保険適用対象外の不育症治療に要した費用に対して、1回の治療につき30万円まで助成します。
「1回の治療」とは、1回の妊娠により、出産、流産又は死産に伴い治療が終了するまでの期間における全ての治療をいいます。
また、同一年度内に複数回申請する場合は、合計30万円まで助成します。

申請市区町村のHPを確認

助成額

1回の治療につき30万円を上限に助成。

申請期限

治療が終了した日(出産あるいは流産・死産)から1年以内。

助成回数

制限なし

対象者

助成対象者は、次の要件をすべて満たす婚姻中の女性です。
(1)治療日に夫婦ともに寝屋川市に住所を有すること。
(2)治療日、申請日とも法律上の婚姻をしていること。
(3)医療機関で不育症治療の必要があると医師に診断され、治療を受け、治療が終了していること。 

対象となる治療

平成27年4月1日以降に医療機関で受けた保険適用対象外の不育症治療

手続きに必要なもの

次のものを揃えて、申請してください。

1.寝屋川市不育症治療費等助成申請書兼請求書
2.寝屋川市不育症治療費等証明書
 1回の治療の終了(出産あるいは流産・死産の判定日)後に、受診した医療機関で作成してもらってください。
3.不育症治療に要した領収証と診療明細書・調剤明細書
※2の「不育症治療費等証明書」に証明を受けた金額・治療期間分のもの全て。
4.助成金振込先の確認できる通帳等
 口座の名義は申請者本人または夫に限ります。
5.申請者および配偶者(夫婦)の印鑑
6.夫婦の戸籍一部事項証明(戸籍抄本)または戸籍全部事項証明(戸籍抄本)
※住民上で夫婦の続柄が確認できる場合は、提出不要です。

申請窓口

不育症治療終了後、申請書に関係書類を添えて下記まで申請ください。
【申請先】
〒572-8533
寝屋川市池田西町28-22
寝屋川市保健福祉センター 子育て支援課

その他

申請後、不育症治療費の助成について承認した場合、「寝屋川市不育症治療費助成金交付決定通知書」を申請者あてに普通郵便で郵送します。
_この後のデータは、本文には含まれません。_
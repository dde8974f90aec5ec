use std::path::PathBuf;

use clap::{Args, Parser, Subcommand};
use env_logger::Env;
use log::info;
use num_bigint::BigUint;
use serde::Serialize;

use dna_mnemonic::{
    config::WORDLIST_ENV,
    digits::{format_digits, to_digits},
    io_utils::{mnemonic_cli_error, simple_cli_error},
    mnemonic, up2bit, Config, Mnemonic, MnemonicCodec, Sequence,
};

/// Convert DNA sequences to word mnemonics and back.
#[derive(Parser)]
#[command(version)]
struct Cli {
    #[command(subcommand)]
    command: Command,
}

#[derive(Args)]
struct WordlistArgs {
    /// Word-list file (Diceware or one word per line)
    #[arg(long, short = 'w', env = WORDLIST_ENV)]
    wordlist: Option<PathBuf>,
}

#[derive(Subcommand)]
enum Command {
    /// Encode a sequence as a mnemonic
    Encode {
        sequence: String,
        #[command(flatten)]
        wordlist: WordlistArgs,
        /// Capitalise each word
        #[arg(long)]
        title_case: bool,
        /// Separator printed between words
        #[arg(long, default_value = " ")]
        separator: String,
        #[arg(long)]
        json: bool,
    },
    /// Decode a mnemonic back into a sequence
    Decode {
        #[arg(required = true)]
        words: Vec<String>,
        #[command(flatten)]
        wordlist: WordlistArgs,
        #[arg(long)]
        json: bool,
    },
    /// Print the up2bit integer of a sequence
    Up2bit {
        sequence: String,
        /// Print digits in this radix instead of decimal
        #[arg(long, value_parser = clap::value_parser!(u32).range(2..=36))]
        radix: Option<u32>,
    },
    /// Decode a decimal up2bit integer
    FromUp2bit { value: String },
    /// Describe a word list
    Info {
        #[command(flatten)]
        wordlist: WordlistArgs,
        #[arg(long)]
        json: bool,
    },
}

#[derive(Serialize)]
struct EncodeReport<'a> {
    sequence: &'a str,
    up2bit: String,
    words: &'a Mnemonic,
}

#[derive(Serialize)]
struct DecodeReport<'a> {
    words: &'a [String],
    sequence: String,
}

#[derive(Serialize)]
struct InfoReport {
    words: usize,
    radix: dna_mnemonic::Radix,
    block_size: usize,
    fingerprint: String,
}

fn main() {
    env_logger::Builder::from_env(Env::default().default_filter_or("warn")).init();
    if let Err(e) = run() {
        eprintln!("{e}");
        std::process::exit(1);
    }
}

fn config_for(wordlist: WordlistArgs) -> Config {
    Config {
        wordlist: wordlist.wordlist,
        ..Config::default()
    }
}

fn run() -> Result<(), Box<dyn std::error::Error>> {
    let cli = Cli::parse();
    match cli.command {
        Command::Encode {
            sequence,
            wordlist,
            title_case,
            separator,
            json,
        } => {
            let cfg = Config {
                title_case,
                separator,
                ..config_for(wordlist)
            };
            let wl = cfg
                .load_wordlist()
                .map_err(|e| mnemonic_cli_error("loading word list", e))?;
            info!("word list has {} words ({})", wl.len(), wl.fingerprint());
            let seq: Sequence = sequence
                .trim()
                .parse()
                .map_err(|e| mnemonic_cli_error("parsing sequence", e))?;
            let words =
                mnemonic::encode(&seq, &wl).map_err(|e| mnemonic_cli_error("encoding", e))?;
            if json {
                let report = EncodeReport {
                    sequence: sequence.trim(),
                    up2bit: up2bit::encode(seq.bases()).to_string(),
                    words: &words,
                };
                println!("{}", serde_json::to_string_pretty(&report)?);
            } else {
                println!("{}", words.render(&cfg.separator, cfg.title_case));
            }
        }
        Command::Decode {
            words,
            wordlist,
            json,
        } => {
            let wl = config_for(wordlist)
                .load_wordlist()
                .map_err(|e| mnemonic_cli_error("loading word list", e))?;
            let words: Vec<String> = words
                .iter()
                .flat_map(|w| w.split_whitespace())
                .map(str::to_string)
                .collect();
            let seq = mnemonic::decode(&words, &wl).map_err(|e| mnemonic_cli_error("decoding", e))?;
            if json {
                let report = DecodeReport {
                    words: &words,
                    sequence: seq.to_string(),
                };
                println!("{}", serde_json::to_string_pretty(&report)?);
            } else {
                println!("{seq}");
            }
        }
        Command::Up2bit { sequence, radix } => {
            let seq: Sequence = sequence
                .trim()
                .parse()
                .map_err(|e| mnemonic_cli_error("parsing sequence", e))?;
            let value = up2bit::encode(seq.bases());
            match radix {
                Some(r) => {
                    let digits = to_digits(&value, r).map_err(|e| mnemonic_cli_error("radix", e))?;
                    println!("{}", format_digits(&digits));
                }
                None => println!("{value}"),
            }
        }
        Command::FromUp2bit { value } => {
            let value: BigUint = value
                .trim()
                .parse()
                .map_err(|_| simple_cli_error(&format!("'{value}' is not a decimal integer")))?;
            let seq = up2bit::decode(&value).map_err(|e| mnemonic_cli_error("decoding", e))?;
            println!("{seq}");
        }
        Command::Info { wordlist, json } => {
            let wl = config_for(wordlist)
                .load_wordlist()
                .map_err(|e| mnemonic_cli_error("loading word list", e))?;
            let codec = MnemonicCodec::for_size(wl.len())
                .map_err(|e| mnemonic_cli_error("word list", e))?;
            let report = InfoReport {
                words: wl.len(),
                radix: codec.radix(),
                block_size: codec.block_size(),
                fingerprint: wl.fingerprint(),
            };
            if json {
                println!("{}", serde_json::to_string_pretty(&report)?);
            } else {
                println!("words: {}", report.words);
                println!("radix: {}", report.radix);
                println!("block size: {}", report.block_size);
                println!("fingerprint: {}", report.fingerprint);
            }
        }
    }
    Ok(())
}
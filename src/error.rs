use thiserror::Error;

#[derive(Error, Debug)]
pub enum MnemonicError {
    /// A sequence contained something other than `A`, `C`, `T` or `G`.
    #[error("invalid base '{character}' at position {position}")]
    InvalidBaseCharacter { character: char, position: usize },

    /// Malformed up2bit value (even bit length or missing cap).
    #[error("up2bit format error: {0}")]
    Format(String),

    /// Two word-list lines claimed the same index.
    #[error("duplicate word-list index {0}")]
    DuplicateIndex(usize),

    /// An index below the highest seen index has no word.
    #[error("missing word for index {0}")]
    MissingIndex(usize),

    /// Word count is not a full power of 2 or 6.
    #[error("total words {0} is not a full range in base-2 or base-6")]
    InvalidWordlistSize(usize),

    /// The same word appears at two indices.
    #[error("word '{word}' appears at index {first} and {second}")]
    DuplicateWord {
        word: String,
        first: usize,
        second: usize,
    },

    /// Dice code with characters outside `1..=6`.
    #[error("invalid dice code '{code}' on line {line}")]
    InvalidDiceCode { line: usize, code: String },

    /// Word-list line with no word or a stray tab.
    #[error("invalid word-list line {line}: {reason}")]
    InvalidLine { line: usize, reason: String },

    /// Mnemonic word not present in the word list.
    #[error("unknown word '{0}'")]
    UnknownWord(String),

    #[error("radix {0} out of range 2..=256")]
    InvalidRadix(u32),

    #[error("digit {digit} out of range for base {base}")]
    InvalidDigit { digit: u8, base: u32 },

    /// Configuration error.
    #[error("config error: {0}")]
    Config(String),

    /// Propagated I/O error.
    #[error("I/O error: {0}")]
    Io(#[from] std::io::Error),
}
その後、指定された口座に助成金を振込みます。
申請書の受付から振込みまでは、約1か月かかります。
助成要件に合致しない等、助成について不承認とした場合は、その理由を記載した「寝屋川市不育症治療費助成金不交付決定通知書」を申請者あてに普通郵便で郵送します。
また、不正な手段をもって助成を受けた場合には、助成金を返還していただきます。